# Everything about PCA in VAMPIRE Analysis

27 March 2022

Objective: Explore the purpose of PCA in VAMPIRE analysis.

Hypothesis: PCA acts as a noise reduction tool and a dimensionality reduction tool.

## Baseline data setup

### Baseline VAMPIRE analysis

Baseline VAMPIRE analysis applies PCA on normalized contours, followed by K-Means clustering of principal components in the PC space.

In [None]:
import os
import matplotlib.pyplot as plt
import numpy as np
import seaborn as sns
import pandas as pd
import vampire as vp
import umap
from sklearn import manifold
vp.plot.set_plot_style()

In [None]:
img_set_path = r'C:\Files\github-projects\nance-lab-data\microfiber\ogd_severity_segmentations'
output_path = r'C:\Files\github-projects\nance-lab-data\microfiber\result\result-2022-03-27'

In [None]:
# extract properties from all images for future use
vp.extraction.extract_properties(img_set_path)

In [None]:
build_info_df = pd.DataFrame({
        'img_set_path': [img_set_path],
        'output_path': [output_path],
        'model_name': ['otsu'],
        'num_points': [np.nan],
        'num_clusters': [np.nan],
        'num_pc': [np.nan],
        'threshold': ['otsu'],
    })
vp.quickstart.build_models(build_info_df, random_state=1)

In [None]:
model_path = os.path.join(output_path, 'model_otsu_(50_5_32)__otsu.pickle')
vampire_model = vp.util.read_pickle(model_path)

In [None]:
apply_info_df = pd.DataFrame({
        'img_set_path': [img_set_path],
        'model_path': [model_path],
        'output_path': [output_path],
        'img_set_name': ['otsu'],
    })
vp.quickstart.apply_models(apply_info_df)

In [None]:
property_path = os.path.join(output_path, 'apply-properties_otsu_on_otsu_(50_5_32)__.pickle')
apply_properties_df = vp.util.read_pickle(property_path)

### Data processing

#### Label experimental metadata

In [None]:
apply_properties_df.head()

In [None]:
def label_df(properties_df, id_df, target_props, search_prop='filename'):
    """
    properties_df : DataFrame
        Contains "filename" column
    id_df : DataFrame
        Contains columns listed in `properties` and "regex" column.
    target_props : list
        List of property(s) to be added. Must match column name in `id_df`.
    """
    properties_df = properties_df.copy()
    properties_df[target_props] = np.nan
    for i in range(id_df['regex'].size):
        mask = properties_df[search_prop].astype(str).str.contains(id_df['regex'][i])
        properties_df.loc[mask, target_props] = id_df.iloc[i, :][target_props].values
    return properties_df

In [None]:
slice_id_df = pd.read_excel(r'C:\Files\github-projects\nance-lab-data\microfiber\slice-labels.xlsx')
slice_id_df['regex'] = slice_id_df['slice_id'] + '_'
slice_id_df.head()

In [None]:
region_names = ['cortex', 'thalamus', 'hippocampus']
region_id_df = pd.DataFrame({
    'regex': region_names,
    'region': region_names,
})

In [None]:
apply_properties_df = label_df(apply_properties_df, slice_id_df, ['slice_id', 'treatment'])
apply_properties_df = label_df(apply_properties_df, region_id_df, ['region'])

In [None]:
apply_properties_df

#### Label coloring

In [None]:
from matplotlib.colors import to_hex
color_id_df = pd.DataFrame({
    'cluster_id': [0, 1, 2, 3, 4],
    'color': [to_hex(plt.get_cmap('twilight')(np.linspace(0.1, 0.9, 5))[i]) for i in range(5)],
})
color_id_df['regex'] = color_id_df['cluster_id'].astype(str)

In [None]:
label_colors = label_df(apply_properties_df, color_id_df, ['color'], 'cluster_id').color.values
label_colors

## Contour visual representations (This should be moved to KMeans clustering)

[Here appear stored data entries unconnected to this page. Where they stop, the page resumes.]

//! Dispatcher behavior tests
//!
//! Uses scripted in-memory adapters so no test touches the network.

use futures::future::BoxFuture;
use futures::FutureExt;
use keyrelay::{
    DispatchError, DispatchRequest, ProviderAdapter, ProviderDispatcher, ProviderId, Result,
};
use parking_lot::Mutex;
use std::sync::Arc;
use std::time::Duration;

/// What a scripted adapter does on each call
#[derive(Clone)]
enum Script {
    Reply(&'static str),
    Fail,
    Malformed,
    Hang,
}

/// Records every call and answers according to its script
struct ScriptedAdapter {
    provider: ProviderId,
    script: Script,
    calls: Mutex<Vec<Call>>,
}

#[derive(Debug, Clone, PartialEq)]
struct Call {
    key: String,
    prompt: String,
    system: Option<String>,
}

impl ScriptedAdapter {
    fn new(provider: ProviderId, script: Script) -> Arc<Self> {
        Arc::new(Self {
            provider,
            script,
            calls: Mutex::new(Vec::new()),
        })
    }

    fn calls(&self) -> Vec<Call> {
        self.calls.lock().clone()
    }

    fn keys_used(&self) -> Vec<String> {
        self.calls().into_iter().map(|c| c.key).collect()
    }
}

impl ProviderAdapter for ScriptedAdapter {
    fn provider(&self) -> ProviderId {
        self.provider
    }

    fn complete<'a>(
        &'a self,
        key: &'a str,
        prompt: &'a str,
        system: Option<&'a str>,
    ) -> BoxFuture<'a, Result<String>> {
        self.calls.lock().push(Call {
            key: key.to_string(),
            prompt: prompt.to_string(),
            system: system.map(str::to_string),
        });

        let provider = self.provider;
        let script = self.script.clone();
        async move {
            match script {
                Script::Reply(text) => Ok(text.to_string()),
                Script::Fail => Err(DispatchError::ProviderRequestFailed {
                    provider,
                    status: Some(500),
                    message: format!("{} is down", provider),
                }),
                Script::Malformed => Err(DispatchError::malformed(provider, "missing text")),
                Script::Hang => futures::future::pending().await,
            }
        }
        .boxed()
    }
}

#[tokio::test]
async fn test_only_configured_provider_is_attempted() {
    let gemini = ScriptedAdapter::new(ProviderId::Gemini, Script::Reply("hi there"));
    let openai = ScriptedAdapter::new(ProviderId::OpenAi, Script::Reply("unused"));

    let dispatcher = ProviderDispatcher::builder()
        .keys(ProviderId::Gemini, ["g1", "g2"])
        .adapter(gemini.clone())
        .adapter(openai.clone())
        .build();

    assert_eq!(dispatcher.cursor(ProviderId::Gemini), Some(0));

    let text = dispatcher
        .dispatch("hello", &[ProviderId::Gemini, ProviderId::OpenAi], None)
        .await
        .unwrap();

    assert_eq!(text, "hi there");
    assert_eq!(gemini.keys_used(), vec!["g1"]);
    assert!(openai.calls().is_empty());
    assert_eq!(dispatcher.cursor(ProviderId::Gemini), Some(1));
}

#[tokio::test]
async fn test_unkeyed_provider_skipped_without_call() {
    let gemini = ScriptedAdapter::new(ProviderId::Gemini, Script::Reply("unused"));
    let openai = ScriptedAdapter::new(ProviderId::OpenAi, Script::Reply("from openai"));

    let dispatcher = ProviderDispatcher::builder()
        .keys(ProviderId::OpenAi, ["o1"])
        .adapter(gemini.clone())
        .adapter(openai.clone())
        .build();

    let completion = dispatcher
        .dispatch_request(
            &DispatchRequest::new("x").with_providers([ProviderId::Gemini, ProviderId::OpenAi]),
        )
        .await
        .unwrap();

    assert_eq!(completion.text, "from openai");
    assert_eq!(completion.provider, ProviderId::OpenAi);
    assert_eq!(completion.attempts, 1);
    assert!(gemini.calls().is_empty());
}

#[tokio::test]
async fn test_falls_back_after_failure() {
    let gemini = ScriptedAdapter::new(ProviderId::Gemini, Script::Fail);
    let openai = ScriptedAdapter::new(ProviderId::OpenAi, Script::Reply("ok"));

    let dispatcher = ProviderDispatcher::builder()
        .keys(ProviderId::Gemini, ["g1"])
        .keys(ProviderId::OpenAi, ["o1"])
        .adapter(gemini.clone())
        .adapter(openai.clone())
        .build();

    let text = dispatcher
        .dispatch("x", &[ProviderId::Gemini, ProviderId::OpenAi], None)
        .await
        .unwrap();

    assert_eq!(text, "ok");
    assert_eq!(gemini.keys_used(), vec!["g1"]);
    assert_eq!(openai.keys_used(), vec!["o1"]);
}

#[tokio::test]
async fn test_malformed_response_also_falls_back() {
    let anthropic = ScriptedAdapter::new(ProviderId::Anthropic, Script::Malformed);
    let perplexity = ScriptedAdapter::new(ProviderId::Perplexity, Script::Reply("fine"));

    let dispatcher = ProviderDispatcher::builder()
        .keys(ProviderId::Anthropic, ["a1"])
        .keys(ProviderId::Perplexity, ["p1"])
        .adapter(anthropic.clone())
        .adapter(perplexity.clone())
        .build();

    let completion = dispatcher
        .dispatch_request(
            &DispatchRequest::new("x")
                .with_providers([ProviderId::Anthropic, ProviderId::Perplexity]),
        )
        .await
        .unwrap();

    assert_eq!(completion.provider, ProviderId::Perplexity);
    assert_eq!(completion.attempts, 2);
}

#[tokio::test]
async fn test_all_fail_is_exhausted_with_last_error() {
    let gemini = ScriptedAdapter::new(ProviderId::Gemini, Script::Fail);
    let openai = ScriptedAdapter::new(ProviderId::OpenAi, Script::Malformed);

    let dispatcher = ProviderDispatcher::builder()
        .keys(ProviderId::Gemini, ["g1", "g2"])
        .keys(ProviderId::OpenAi, ["o1", "o2"])
        .adapter(gemini.clone())
        .adapter(openai.clone())
        .build();

    let err = dispatcher
        .dispatch(
            "x",
            &[ProviderId::Gemini, ProviderId::OpenAi, ProviderId::Gemini],
            None,
        )
        .await
        .unwrap_err();

    match &err {
        DispatchError::AllProvidersExhausted {
            attempted,
            last_error,
        } => {
            assert_eq!(attempted, &vec![ProviderId::Gemini, ProviderId::OpenAi]);
            let last = last_error.as_deref().unwrap();
            assert!(matches!(
                last,
                DispatchError::ProviderResponseMalformed {
                    provider: ProviderId::OpenAi,
                    ..
                }
            ));
        }
        other => panic!("unexpected error: {:?}", other),
    }
    assert!(err.is_terminal());

    // One attempt each, never a second key from the same pool
    assert_eq!(gemini.keys_used(), vec!["g1"]);
    assert_eq!(openai.keys_used(), vec!["o1"]);
}

#[tokio::test]
async fn test_nothing_configured_fails_before_any_call() {
    let gemini = ScriptedAdapter::new(ProviderId::Gemini, Script::Reply("unused"));
    let dispatcher = ProviderDispatcher::builder().adapter(gemini.clone()).build();

    let err = dispatcher
        .dispatch("x", &[ProviderId::Gemini], None)
        .await
        .unwrap_err();

    assert!(matches!(
        err,
        DispatchError::NoProvidersAvailable { ref requested } if requested == &vec![ProviderId::Gemini]
    ));
    assert!(gemini.calls().is_empty());
    assert!(dispatcher.available_providers().is_empty());
}

#[tokio::test]
async fn test_empty_preference_list_is_no_providers() {
    let dispatcher = ProviderDispatcher::builder()
        .keys(ProviderId::Gemini, ["g1"])
        .build();

    let err = dispatcher.dispatch("x", &[], None).await.unwrap_err();
    assert!(matches!(err, DispatchError::NoProvidersAvailable { .. }));
}

#[tokio::test]
async fn test_missing_adapter_counts_as_failure() {
    let openai = ScriptedAdapter::new(ProviderId::OpenAi, Script::Reply("ok"));

    let dispatcher = ProviderDispatcher::builder()
        .keys(ProviderId::Gemini, ["g1"])
        .keys(ProviderId::OpenAi, ["o1"])
        .adapter(openai.clone())
        .build();

    let text = dispatcher
        .dispatch("x", &[ProviderId::Gemini, ProviderId::OpenAi], None)
        .await
        .unwrap();
    assert_eq!(text, "ok");

    // Gemini's key was never drawn since there was nothing to send it with
    assert_eq!(dispatcher.cursor(ProviderId::Gemini), Some(0));
}

#[tokio::test]
async fn test_prompt_and_system_reach_adapter() {
    let anthropic = ScriptedAdapter::new(ProviderId::Anthropic, Script::Reply("done"));
    let dispatcher = ProviderDispatcher::builder()
        .keys(ProviderId::Anthropic, ["a1"])
        .adapter(anthropic.clone())
        .build();

    dispatcher
        .dispatch("fix this", &[ProviderId::Anthropic], Some("You are an editor"))
        .await
        .unwrap();

    assert_eq!(
        anthropic.calls(),
        vec![Call {
            key: "a1".to_string(),
            prompt: "fix this".to_string(),
            system: Some("You are an editor".to_string()),
        }]
    );
}

#[tokio::test]
async fn test_successive_dispatches_rotate_keys() {
    let gemini = ScriptedAdapter::new(ProviderId::Gemini, Script::Reply("ok"));
    let dispatcher = ProviderDispatcher::builder()
        .keys(ProviderId::Gemini, ["g1", "g2", "g3"])
        .adapter(gemini.clone())
        .build();

    for _ in 0..4 {
        dispatcher.dispatch_default("x", None).await.unwrap();
    }

    assert_eq!(gemini.keys_used(), vec!["g1", "g2", "g3", "g1"]);
    assert_eq!(dispatcher.cursor(ProviderId::Gemini), Some(1));
}

#[tokio::test]
async fn test_default_order_used_when_request_names_none() {
    let gemini = ScriptedAdapter::new(ProviderId::Gemini, Script::Reply("gemini"));
    let anthropic = ScriptedAdapter::new(ProviderId::Anthropic, Script::Reply("anthropic"));

    let dispatcher = ProviderDispatcher::builder()
        .keys(ProviderId::Gemini, ["g1"])
        .keys(ProviderId::Anthropic, ["a1"])
        .adapter(gemini.clone())
        .adapter(anthropic.clone())
        .default_order(vec![ProviderId::Anthropic, ProviderId::Gemini])
        .build();

    let completion = dispatcher
        .dispatch_request(&DispatchRequest::new("x"))
        .await
        .unwrap();

    assert_eq!(completion.provider, ProviderId::Anthropic);
    assert!(gemini.calls().is_empty());
}

#[tokio::test]
async fn test_concurrent_dispatches_share_cursor() {
    let gemini = ScriptedAdapter::new(ProviderId::Gemini, Script::Reply("ok"));
    let dispatcher = Arc::new(
        ProviderDispatcher::builder()
            .keys(ProviderId::Gemini, ["g1", "g2"])
            .adapter(gemini.clone())
            .build(),
    );

    let handles: Vec<_> = (0..10)
        .map(|_| {
            let dispatcher = dispatcher.clone();
            tokio::spawn(async move {
                dispatcher
                    .dispatch("x", &[ProviderId::Gemini], None)
                    .await
            })
        })
        .collect();

    for handle in handles {
        assert_eq!(handle.await.unwrap().unwrap(), "ok");
    }

    let used = gemini.keys_used();
    assert_eq!(used.len(), 10);
    assert_eq!(used.iter().filter(|k| *k == "g1").count(), 5);
    assert_eq!(used.iter().filter(|k| *k == "g2").count(), 5);
    assert_eq!(dispatcher.cursor(ProviderId::Gemini), Some(0));
}

#[tokio::test]
async fn test_abandoned_dispatch_is_harmless() {
    let gemini = ScriptedAdapter::new(ProviderId::Gemini, Script::Hang);
    let openai = ScriptedAdapter::new(ProviderId::OpenAi, Script::Reply("later"));

    let dispatcher = ProviderDispatcher::builder()
        .keys(ProviderId::Gemini, ["g1"])
        .keys(ProviderId::OpenAi, ["o1"])
        .adapter(gemini.clone())
        .adapter(openai.clone())
        .build();

    let abandoned = tokio::time::timeout(
        Duration::from_millis(50),
        dispatcher.dispatch("x", &[ProviderId::Gemini, ProviderId::OpenAi], None),
    )
    .await;
    assert!(abandoned.is_err());
    assert!(openai.calls().is_empty());

    let text = dispatcher
        .dispatch("y", &[ProviderId::OpenAi], None)
        .await
        .unwrap();
    assert_eq!(text, "later");
}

The paper states that contours are represented by centroid reconstruction of each cluster. However, the mean contour of each cluster is used instead. Here, we comapre the two types of visualization.

- Cluster centroid reconstruction (Paper)
- Mean contour of each cluster (Implementation)

### Cluster centroid reconstruction

To reconstruct the shape, we use 

$$\text{PCA reconstruction = (PC score)(principal directions) + mean}$$

[Additional resource: How to reverse PCA and reconstruct original variables from several principal components?](https://stats.stackexchange.com/questions/229092/how-to-reverse-pca-and-reconstruct-original-variables-from-several-principal-comhttps://stats.stackexchange.com/questions/229092/how-to-reverse-pca-and-reconstruct-original-variables-from-several-principal-comhttps://stats.stackexchange.com/questions/229092/how-to-reverse-pca-and-reconstruct-original-variables-from-several-principal-comhttps://stats.stackexchange.com/questions/229092/how-to-reverse-pca-and-reconstruct-original-variables-from-several-principal-com)

In [None]:
fig, axs = plt.subplots(1, vampire_model.num_clusters, figsize=(10, 2))
principal_directions = vampire_model.principal_directions[:, :vampire_model.num_pc].T
mean_contour = vampire_model.mean_aligned_contour
for i in range(vampire_model.num_clusters):
    # calculate reconstructions
    centroid_pc = vampire_model.centroids[i]
    centroid_coord = centroid_pc @ principal_directions + mean_contour
    centroid_x = centroid_coord[:vampire_model.num_points]
    centroid_y = centroid_coord[vampire_model.num_points:]
    # plot reconstructions
    axs[i].plot(centroid_x, centroid_y)
    axs[i].axis('equal')
    axs[i].axis('off')

### Mean contour of each cluster

In [None]:
vp.plot.plot_contours(vampire_model)

### Discussion

Comparing the two methods, the cluster centroid reconstruction has less variation between groups than mean contour of each cluster. Small change from centroid reconstruction is a large change in the real contour space.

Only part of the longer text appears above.